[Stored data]

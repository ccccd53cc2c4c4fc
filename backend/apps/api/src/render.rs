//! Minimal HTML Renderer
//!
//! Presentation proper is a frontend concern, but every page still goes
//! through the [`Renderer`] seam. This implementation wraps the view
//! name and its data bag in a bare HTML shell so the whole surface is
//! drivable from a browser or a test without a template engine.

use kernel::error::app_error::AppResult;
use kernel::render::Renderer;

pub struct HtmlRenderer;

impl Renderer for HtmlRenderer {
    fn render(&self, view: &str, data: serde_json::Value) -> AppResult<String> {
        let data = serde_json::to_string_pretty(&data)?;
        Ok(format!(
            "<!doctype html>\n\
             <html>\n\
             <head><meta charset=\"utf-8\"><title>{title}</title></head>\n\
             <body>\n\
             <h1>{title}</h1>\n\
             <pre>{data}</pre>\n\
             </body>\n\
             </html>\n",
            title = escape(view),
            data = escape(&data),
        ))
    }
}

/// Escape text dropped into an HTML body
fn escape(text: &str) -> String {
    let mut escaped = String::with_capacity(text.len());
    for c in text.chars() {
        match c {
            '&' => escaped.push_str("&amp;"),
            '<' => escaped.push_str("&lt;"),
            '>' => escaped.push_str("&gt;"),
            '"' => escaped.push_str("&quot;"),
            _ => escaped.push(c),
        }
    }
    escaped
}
* * *
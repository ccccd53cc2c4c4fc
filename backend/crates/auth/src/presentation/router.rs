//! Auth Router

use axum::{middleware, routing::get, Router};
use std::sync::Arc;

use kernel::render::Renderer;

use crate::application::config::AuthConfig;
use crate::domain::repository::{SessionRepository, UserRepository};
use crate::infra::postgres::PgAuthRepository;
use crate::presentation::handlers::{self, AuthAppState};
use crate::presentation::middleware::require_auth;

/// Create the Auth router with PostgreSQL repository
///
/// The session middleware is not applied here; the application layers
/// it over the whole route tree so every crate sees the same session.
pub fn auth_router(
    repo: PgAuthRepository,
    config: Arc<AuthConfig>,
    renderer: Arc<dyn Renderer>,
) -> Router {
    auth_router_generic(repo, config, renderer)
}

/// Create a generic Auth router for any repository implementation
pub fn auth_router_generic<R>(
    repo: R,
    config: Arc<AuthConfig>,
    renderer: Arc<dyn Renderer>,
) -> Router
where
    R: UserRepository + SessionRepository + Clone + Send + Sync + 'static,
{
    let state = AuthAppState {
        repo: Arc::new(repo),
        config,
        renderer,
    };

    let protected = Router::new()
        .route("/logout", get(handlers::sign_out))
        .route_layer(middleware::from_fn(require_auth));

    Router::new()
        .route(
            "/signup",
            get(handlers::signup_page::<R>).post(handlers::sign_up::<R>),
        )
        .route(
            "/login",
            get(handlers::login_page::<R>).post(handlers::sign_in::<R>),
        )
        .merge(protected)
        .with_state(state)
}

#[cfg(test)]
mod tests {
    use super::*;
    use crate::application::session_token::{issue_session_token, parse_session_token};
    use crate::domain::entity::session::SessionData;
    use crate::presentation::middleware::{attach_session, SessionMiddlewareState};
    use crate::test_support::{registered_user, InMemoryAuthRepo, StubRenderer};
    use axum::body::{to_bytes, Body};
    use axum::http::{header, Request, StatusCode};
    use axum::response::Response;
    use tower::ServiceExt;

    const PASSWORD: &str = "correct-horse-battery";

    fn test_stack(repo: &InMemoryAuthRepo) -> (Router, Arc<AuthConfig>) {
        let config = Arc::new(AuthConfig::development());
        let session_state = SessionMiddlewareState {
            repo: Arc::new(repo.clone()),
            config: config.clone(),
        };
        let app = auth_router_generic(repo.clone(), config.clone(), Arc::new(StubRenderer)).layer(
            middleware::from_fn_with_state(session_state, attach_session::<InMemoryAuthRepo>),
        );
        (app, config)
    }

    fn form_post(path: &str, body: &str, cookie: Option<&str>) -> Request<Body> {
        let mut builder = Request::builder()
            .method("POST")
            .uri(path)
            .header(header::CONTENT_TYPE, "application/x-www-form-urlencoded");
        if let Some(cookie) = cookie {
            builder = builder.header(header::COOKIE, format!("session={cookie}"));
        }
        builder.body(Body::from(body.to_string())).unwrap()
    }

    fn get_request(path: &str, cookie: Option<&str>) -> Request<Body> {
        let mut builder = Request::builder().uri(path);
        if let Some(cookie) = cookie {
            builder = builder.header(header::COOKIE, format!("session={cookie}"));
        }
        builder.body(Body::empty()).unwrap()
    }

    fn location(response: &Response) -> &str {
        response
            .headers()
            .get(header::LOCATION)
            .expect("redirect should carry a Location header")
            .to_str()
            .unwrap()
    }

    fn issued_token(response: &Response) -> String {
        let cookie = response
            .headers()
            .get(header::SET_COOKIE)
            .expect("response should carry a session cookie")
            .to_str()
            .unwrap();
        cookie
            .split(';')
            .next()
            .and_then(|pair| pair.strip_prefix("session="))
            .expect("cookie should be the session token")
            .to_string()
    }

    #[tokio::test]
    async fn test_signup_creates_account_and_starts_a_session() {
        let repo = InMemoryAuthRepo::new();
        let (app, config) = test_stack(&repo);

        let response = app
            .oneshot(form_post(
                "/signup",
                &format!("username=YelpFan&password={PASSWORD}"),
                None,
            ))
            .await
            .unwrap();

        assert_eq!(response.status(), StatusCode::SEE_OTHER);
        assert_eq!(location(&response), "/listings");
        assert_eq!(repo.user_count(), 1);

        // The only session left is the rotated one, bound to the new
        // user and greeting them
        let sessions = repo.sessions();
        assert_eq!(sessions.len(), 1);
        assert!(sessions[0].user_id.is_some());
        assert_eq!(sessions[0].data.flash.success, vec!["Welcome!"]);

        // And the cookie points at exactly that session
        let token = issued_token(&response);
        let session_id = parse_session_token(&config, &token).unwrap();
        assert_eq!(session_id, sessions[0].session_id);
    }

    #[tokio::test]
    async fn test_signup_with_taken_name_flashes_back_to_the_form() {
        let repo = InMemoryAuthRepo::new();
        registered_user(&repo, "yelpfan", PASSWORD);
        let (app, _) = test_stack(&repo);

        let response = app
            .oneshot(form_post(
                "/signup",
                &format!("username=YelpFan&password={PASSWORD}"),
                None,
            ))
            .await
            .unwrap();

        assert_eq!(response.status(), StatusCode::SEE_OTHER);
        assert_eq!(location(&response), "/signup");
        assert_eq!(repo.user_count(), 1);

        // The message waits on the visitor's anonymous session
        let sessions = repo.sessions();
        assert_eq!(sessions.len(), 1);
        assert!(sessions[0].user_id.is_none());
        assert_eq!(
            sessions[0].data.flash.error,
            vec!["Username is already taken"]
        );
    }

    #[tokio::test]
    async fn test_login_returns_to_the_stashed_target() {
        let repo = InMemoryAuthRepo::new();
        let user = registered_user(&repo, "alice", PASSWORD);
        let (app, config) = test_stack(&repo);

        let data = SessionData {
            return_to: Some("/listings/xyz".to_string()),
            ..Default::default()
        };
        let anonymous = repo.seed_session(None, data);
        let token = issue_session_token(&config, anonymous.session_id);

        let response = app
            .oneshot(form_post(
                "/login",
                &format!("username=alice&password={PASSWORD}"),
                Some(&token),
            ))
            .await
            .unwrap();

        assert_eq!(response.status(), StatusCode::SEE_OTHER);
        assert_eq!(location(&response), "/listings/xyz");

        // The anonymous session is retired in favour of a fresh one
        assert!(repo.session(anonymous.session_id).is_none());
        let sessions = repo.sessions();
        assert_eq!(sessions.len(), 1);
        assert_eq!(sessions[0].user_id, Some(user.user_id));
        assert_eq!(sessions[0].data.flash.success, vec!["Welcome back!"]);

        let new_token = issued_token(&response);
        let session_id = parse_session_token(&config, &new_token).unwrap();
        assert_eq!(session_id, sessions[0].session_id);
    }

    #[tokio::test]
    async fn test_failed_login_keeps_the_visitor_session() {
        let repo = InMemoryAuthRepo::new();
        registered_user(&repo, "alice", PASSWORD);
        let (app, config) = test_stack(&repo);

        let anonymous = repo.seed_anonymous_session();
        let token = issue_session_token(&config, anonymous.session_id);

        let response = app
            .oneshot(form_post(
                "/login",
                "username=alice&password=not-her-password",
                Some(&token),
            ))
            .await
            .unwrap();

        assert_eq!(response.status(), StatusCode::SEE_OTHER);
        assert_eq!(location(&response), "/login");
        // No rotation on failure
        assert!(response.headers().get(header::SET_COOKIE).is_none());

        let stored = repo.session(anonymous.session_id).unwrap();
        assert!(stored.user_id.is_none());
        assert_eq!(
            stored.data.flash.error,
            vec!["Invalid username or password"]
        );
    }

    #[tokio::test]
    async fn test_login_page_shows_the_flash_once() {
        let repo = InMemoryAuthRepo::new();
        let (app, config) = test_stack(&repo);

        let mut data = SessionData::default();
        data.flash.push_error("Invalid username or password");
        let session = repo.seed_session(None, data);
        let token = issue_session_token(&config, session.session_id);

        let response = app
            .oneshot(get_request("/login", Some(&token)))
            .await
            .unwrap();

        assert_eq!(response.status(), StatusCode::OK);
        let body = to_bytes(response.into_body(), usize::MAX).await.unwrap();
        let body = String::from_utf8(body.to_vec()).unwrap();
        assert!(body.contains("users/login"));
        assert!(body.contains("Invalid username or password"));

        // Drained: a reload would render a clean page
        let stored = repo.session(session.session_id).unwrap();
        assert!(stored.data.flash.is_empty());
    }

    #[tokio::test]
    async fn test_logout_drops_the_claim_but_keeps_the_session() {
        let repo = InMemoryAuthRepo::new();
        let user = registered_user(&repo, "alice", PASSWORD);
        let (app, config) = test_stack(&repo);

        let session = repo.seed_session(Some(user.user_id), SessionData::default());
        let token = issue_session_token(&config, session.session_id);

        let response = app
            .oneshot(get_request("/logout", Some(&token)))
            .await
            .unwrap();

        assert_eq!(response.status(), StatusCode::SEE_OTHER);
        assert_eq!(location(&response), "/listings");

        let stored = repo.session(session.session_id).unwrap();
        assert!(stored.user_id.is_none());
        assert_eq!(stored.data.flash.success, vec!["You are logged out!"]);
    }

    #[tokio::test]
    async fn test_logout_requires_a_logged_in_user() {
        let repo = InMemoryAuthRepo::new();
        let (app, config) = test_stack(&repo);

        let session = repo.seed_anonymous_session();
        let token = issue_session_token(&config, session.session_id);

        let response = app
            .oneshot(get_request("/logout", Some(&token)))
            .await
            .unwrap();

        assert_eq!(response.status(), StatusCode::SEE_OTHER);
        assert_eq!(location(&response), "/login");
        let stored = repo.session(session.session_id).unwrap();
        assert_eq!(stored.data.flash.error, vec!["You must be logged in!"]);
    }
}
==
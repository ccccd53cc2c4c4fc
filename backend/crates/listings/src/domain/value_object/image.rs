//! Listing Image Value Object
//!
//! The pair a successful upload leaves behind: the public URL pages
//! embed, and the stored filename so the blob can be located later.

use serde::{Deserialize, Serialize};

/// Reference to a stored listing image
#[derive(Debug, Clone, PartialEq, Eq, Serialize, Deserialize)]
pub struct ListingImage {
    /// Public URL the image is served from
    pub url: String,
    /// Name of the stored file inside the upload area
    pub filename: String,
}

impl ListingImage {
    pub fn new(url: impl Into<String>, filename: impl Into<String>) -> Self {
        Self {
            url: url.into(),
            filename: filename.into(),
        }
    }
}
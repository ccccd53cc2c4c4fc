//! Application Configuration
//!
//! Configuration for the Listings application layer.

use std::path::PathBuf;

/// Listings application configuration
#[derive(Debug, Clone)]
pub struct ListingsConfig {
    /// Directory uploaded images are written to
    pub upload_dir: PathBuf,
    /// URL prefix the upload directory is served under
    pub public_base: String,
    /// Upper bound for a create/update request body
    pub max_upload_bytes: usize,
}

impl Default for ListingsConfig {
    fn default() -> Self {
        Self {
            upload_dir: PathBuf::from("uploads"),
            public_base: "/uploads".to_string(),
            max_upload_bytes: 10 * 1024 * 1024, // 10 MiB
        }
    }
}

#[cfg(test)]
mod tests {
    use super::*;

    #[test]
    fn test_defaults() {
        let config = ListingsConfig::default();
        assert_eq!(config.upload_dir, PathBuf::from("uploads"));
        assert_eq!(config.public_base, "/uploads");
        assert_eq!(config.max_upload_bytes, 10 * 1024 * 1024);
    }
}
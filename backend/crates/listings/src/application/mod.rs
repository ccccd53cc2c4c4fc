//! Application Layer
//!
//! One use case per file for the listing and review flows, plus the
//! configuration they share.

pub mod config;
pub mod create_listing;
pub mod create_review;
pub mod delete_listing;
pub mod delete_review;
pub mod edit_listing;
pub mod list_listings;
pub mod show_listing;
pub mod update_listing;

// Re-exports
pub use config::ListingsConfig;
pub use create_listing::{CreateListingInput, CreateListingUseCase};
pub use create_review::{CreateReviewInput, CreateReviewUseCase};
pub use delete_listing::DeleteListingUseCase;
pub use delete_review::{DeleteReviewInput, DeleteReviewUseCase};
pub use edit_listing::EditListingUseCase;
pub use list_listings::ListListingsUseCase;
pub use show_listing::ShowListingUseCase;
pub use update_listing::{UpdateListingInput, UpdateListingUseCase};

• Exercise:
Scan the entries above and show each line that contains the word "Invalid".

• Expected answer:
            vec!["Invalid username or password"]
        data.flash.push_error("Invalid username or password");
        assert!(body.contains("Invalid username or password"));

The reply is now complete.